The expected output is the first line of the data below and every line after it, up to and including the line containing "will return a", each reproduced exactly.

Listed entries:

------

use keel_di::{RegistrationError, TypeInfo};

/// Errors of the config registry
#[derive(thiserror::Error, Debug, Clone)]
pub enum ConfigError {
    /// The config type is already registered
    #[error("Config '{}' is already registered", .0.type_name)]
    AlreadyRegistered(TypeInfo),
    /// The required config is not known
    #[error("Config '{}' is not known", .0.type_name)]
    Missing(TypeInfo),
    /// Publishing the configs as a module failed
    #[error(transparent)]
    Registration(#[from] RegistrationError),
}
use std::{
    any::TypeId,
    collections::HashMap,
    sync::Arc,
};

use keel_di::{
    ContainerBuilder, Injectable, Instance, ModuleDefinition, ModuleId, Provider, Token, TypeInfo,
};

use crate::errors::ConfigError;

/// Name of the global module the configs are published in
pub const CONFIG_MODULE: &str = "ConfigModule";

/// A provider to register all configs.
///
/// Configs can be registered and retrieved based on type.
#[derive(Clone, Default)]
pub struct ConfigProvider {
    configs: HashMap<TypeId, Instance>,
}

impl ConfigProvider {
    /// Initializes an empty Config Provider
    pub fn new() -> Self {
        Self::default()
    }

    /// Retrieve a config with specified type.
    ///
    /// Returns `Ok(None)` if no config of the type was registered
    pub fn get_config<T: Injectable>(&self) -> Result<Option<Arc<T>>, ConfigError> {
        self.configs
            .get(&TypeId::of::<T>())
            .map(|instance| instance.downcast::<T>())
            .transpose()
            .map_err(|_| ConfigError::Missing(TypeInfo::of::<T>()))
    }

    /// Add a config to the registry.
    ///
    /// If the config type is already registered, it will return a
    /// [`ConfigError`] runtime error
    pub fn add_config<T: Injectable>(&mut self, config: T) -> Result<&mut Self, ConfigError> {
        let info = TypeInfo::of::<T>();
        if self.configs.contains_key(&info.type_id) {
            return Err(ConfigError::AlreadyRegistered(info));
        }

        self.configs.insert(info.type_id, Instance::new(config));
        Ok(self)
    }

    /// Can optionally add a config to the registry.
    ///
    /// If the config provided is `Some(T)`, it will be the same as calling [`ConfigProvider::add_config`]
    /// If the config provided is `None`, then the function just returns `Ok(self)` for chaining
    pub fn maybe_add_config<T: Injectable>(
        &mut self,
        config: Option<T>,
    ) -> Result<&mut Self, ConfigError> {
        match config {
            Some(c) => self.add_config(c),
            None => Ok(self),
        }
    }

    pub fn len(&self) -> usize {
        self.configs.len()
    }

    pub fn is_empty(&self) -> bool {
        self.configs.is_empty()
    }

    /// Publishes every config and the registry itself as a global module
    ///
    /// Each config is provided and exported under the token of its type, so any
    /// module can depend on it without importing the config module.
    pub fn register(self, builder: &mut ContainerBuilder) -> Result<ModuleId, ConfigError> {
        let mut module = ModuleDefinition::new(CONFIG_MODULE).global();

        for instance in self.configs.values() {
            let token = Token::Type(instance.info);
            tracing::debug!("Registering config {token}");
            module = module
                .provider(Provider::instance(token.clone(), instance.clone()))
                .export(token);
        }

        let module = module
            .provider(Provider::value(self))
            .export(Token::of::<ConfigProvider>());

        Ok(builder.register_module(module)?)
    }
}

#[cfg(test)]
mod tests {
    use super::ConfigProvider;
    use crate::errors::ConfigError;

    #[derive(Debug, PartialEq)]
    struct AppConfig {
        port: u16,
    }

    #[test]
    fn it_returns_registered_configs() {
        let mut provider = ConfigProvider::new();
        provider
            .add_config(AppConfig { port: 8080 })
            .unwrap()
            .maybe_add_config::<String>(None)
            .unwrap();

        assert_eq!(
            provider.get_config::<AppConfig>().unwrap().as_deref(),
            Some(&AppConfig { port: 8080 })
        );
        assert!(provider.get_config::<String>().unwrap().is_none());
        assert_eq!(provider.len(), 1);
    }

    #[test]
    fn it_rejects_duplicate_configs() {
        let mut provider = ConfigProvider::new();
        provider.add_config(AppConfig { port: 1 }).unwrap();

        assert!(matches!(
            provider.add_config(AppConfig { port: 2 }),
            Err(ConfigError::AlreadyRegistered(_))
        ));
    }
}
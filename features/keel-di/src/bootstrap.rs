use std::{
    thread::{self, sleep},
    time::Duration,
};

use futures::{stream::FuturesUnordered, StreamExt};
use futures_channel::oneshot;

use crate::{
    container::Container,
    errors::BootstrapError,
    injector::resolve_root,
    node::NodeId,
    provider::Scope,
    scope::ScopeClassifier,
};

impl Container {
    /// Eagerly instantiates every static provider of every module
    ///
    /// Request bound and transient providers are left for the first request.
    pub async fn init(&self) -> Result<(), BootstrapError> {
        self.initiate(None).await
    }

    /// Like [`Container::init`], but fails with [`BootstrapError::Timeout`] after `timeout`
    pub async fn init_with_timeout(&self, timeout: Duration) -> Result<(), BootstrapError> {
        self.initiate(Some(timeout)).await
    }

    async fn initiate(&self, timeout: Option<Duration>) -> Result<(), BootstrapError> {
        // If we have a timeout - spawn a thread to signal once it's done
        let (timeout_tx, mut timeout_rx) = oneshot::channel::<()>();
        if let Some(timeout) = timeout {
            // We don't join the thread - it will just die after the timeout
            thread::spawn(move || {
                sleep(timeout);
                let _ = timeout_tx.send(());
            });
        };

        let graph = self.graph();
        let classifier = ScopeClassifier::new(graph);

        // Providers left per module, indexed by module id
        let mut remaining = vec![0_usize; graph.modules.len()];
        let mut provider_futures = FuturesUnordered::new();

        for module_id in &graph.order {
            let module = graph.module(*module_id);
            let mut nodes: Vec<NodeId> = module
                .providers
                .values()
                .copied()
                .filter(|id| {
                    graph.node(*id).scope != Scope::Transient && classifier.is_tree_static(*id)
                })
                .collect();
            nodes.sort();

            remaining[module_id.0] = nodes.len();
            if nodes.is_empty() {
                tracing::debug!("{} dependencies initialized", module.token);
            }

            for id in nodes {
                let module_id = *module_id;
                provider_futures.push(async move {
                    let result = resolve_root(graph, id, None).await;
                    (module_id, result)
                });
            }
        }

        let provider_count = provider_futures.len();
        tracing::debug!(
            "Initializing {} modules with {provider_count} static providers",
            graph.modules.len()
        );

        loop {
            let providers_left = provider_futures.len();
            tracing::debug!(
                "Waiting for providers to finish [{} of {provider_count} complete]",
                provider_count - providers_left
            );

            futures::select! {
                result = provider_futures.next() => {
                    let Some((module_id, result)) = result else {
                        break;
                    };
                    let module = graph.module(module_id);

                    if let Err(error) = result {
                        // Dropping the other futures abandons their pending slots
                        return Err(BootstrapError::Resolve {
                            module: module.token.clone(),
                            error,
                        });
                    }

                    remaining[module_id.0] -= 1;
                    if remaining[module_id.0] == 0 {
                        tracing::debug!("{} dependencies initialized", module.token);
                    }
                }
                _ = timeout_rx => {
                    return Err(BootstrapError::Timeout)
                }
            }
        }

        Ok(())
    }
}

#[cfg(test)]
mod tests {
    use std::{
        convert::Infallible,
        sync::{
            atomic::{AtomicUsize, Ordering},
            Arc,
        },
        time::Duration,
    };

    use crate::{
        builder::ContainerBuilder,
        errors::{BootstrapError, ResolveError},
        module::ModuleDefinition,
        provider::{Dependency, Provider, Scope},
        types::Token,
    };

    fn counted(name: &'static str, scope: Scope, constructed: &Arc<AtomicUsize>) -> Provider {
        let constructed = constructed.clone();
        Provider::class_with(vec![], move |_| {
            constructed.fetch_add(1, Ordering::SeqCst);
            Ok::<_, Infallible>(())
        })
        .with_token(name)
        .scope(scope)
    }

    #[tokio::test]
    async fn it_constructs_static_providers_only() {
        let constructed = Arc::new(AtomicUsize::new(0));
        let mut builder = ContainerBuilder::new();
        let shared = builder
            .register_module(
                ModuleDefinition::new("SharedModule")
                    .provider(counted("database", Scope::Singleton, &constructed))
                    .export("database"),
            )
            .unwrap();
        builder
            .register_module(
                ModuleDefinition::new("AppModule")
                    .import(shared)
                    .provider(counted("request", Scope::Request, &constructed))
                    .provider(counted("transient", Scope::Transient, &constructed))
                    .provider(
                        Provider::class_with(vec![Dependency::token("database")], |_| {
                            Ok::<_, Infallible>(())
                        })
                        .with_token("service"),
                    ),
            )
            .unwrap();
        let container = builder.build();

        container.init().await.unwrap();
        assert_eq!(constructed.load(Ordering::SeqCst), 1);

        // Already constructed
        container.resolve("database", None).await.unwrap();
        assert_eq!(constructed.load(Ordering::SeqCst), 1);
    }

    #[tokio::test]
    async fn it_names_the_failing_module() {
        let mut builder = ContainerBuilder::new();
        builder
            .register_module(ModuleDefinition::new("BrokenModule").provider(
                Provider::class_with(vec![], |_| Err::<(), _>("no connection")).with_token("db"),
            ))
            .unwrap();
        let container = builder.build();

        let Err(BootstrapError::Resolve { module, error }) = container.init().await else {
            panic!("bootstrap must fail");
        };
        assert_eq!(module, Token::name("BrokenModule"));
        assert!(matches!(error, ResolveError::Instantiation { .. }));
    }

    #[tokio::test]
    async fn it_times_out() {
        let mut builder = ContainerBuilder::new();
        builder
            .register_module(ModuleDefinition::new("SlowModule").provider(Provider::factory(
                vec![],
                |_| futures::future::pending::<Result<u8, Infallible>>(),
            )))
            .unwrap();
        let container = builder.build();

        let result = container.init_with_timeout(Duration::from_millis(20)).await;
        assert!(matches!(result, Err(BootstrapError::Timeout)));
    }
}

------

Solved exercise:
use keel_di::{RegistrationError, TypeInfo};

/// Errors of the config registry
#[derive(thiserror::Error, Debug, Clone)]
pub enum ConfigError {
    /// The config type is already registered
    #[error("Config '{}' is already registered", .0.type_name)]
    AlreadyRegistered(TypeInfo),
    /// The required config is not known
    #[error("Config '{}' is not known", .0.type_name)]
    Missing(TypeInfo),
    /// Publishing the configs as a module failed
    #[error(transparent)]
    Registration(#[from] RegistrationError),
}
use std::{
    any::TypeId,
    collections::HashMap,
    sync::Arc,
};

use keel_di::{
    ContainerBuilder, Injectable, Instance, ModuleDefinition, ModuleId, Provider, Token, TypeInfo,
};

use crate::errors::ConfigError;

/// Name of the global module the configs are published in
pub const CONFIG_MODULE: &str = "ConfigModule";

/// A provider to register all configs.
///
/// Configs can be registered and retrieved based on type.
#[derive(Clone, Default)]
pub struct ConfigProvider {
    configs: HashMap<TypeId, Instance>,
}

impl ConfigProvider {
    /// Initializes an empty Config Provider
    pub fn new() -> Self {
        Self::default()
    }

    /// Retrieve a config with specified type.
    ///
    /// Returns `Ok(None)` if no config of the type was registered
    pub fn get_config<T: Injectable>(&self) -> Result<Option<Arc<T>>, ConfigError> {
        self.configs
            .get(&TypeId::of::<T>())
            .map(|instance| instance.downcast::<T>())
            .transpose()
            .map_err(|_| ConfigError::Missing(TypeInfo::of::<T>()))
    }

    /// Add a config to the registry.
    ///
    /// If the config type is already registered, it will return a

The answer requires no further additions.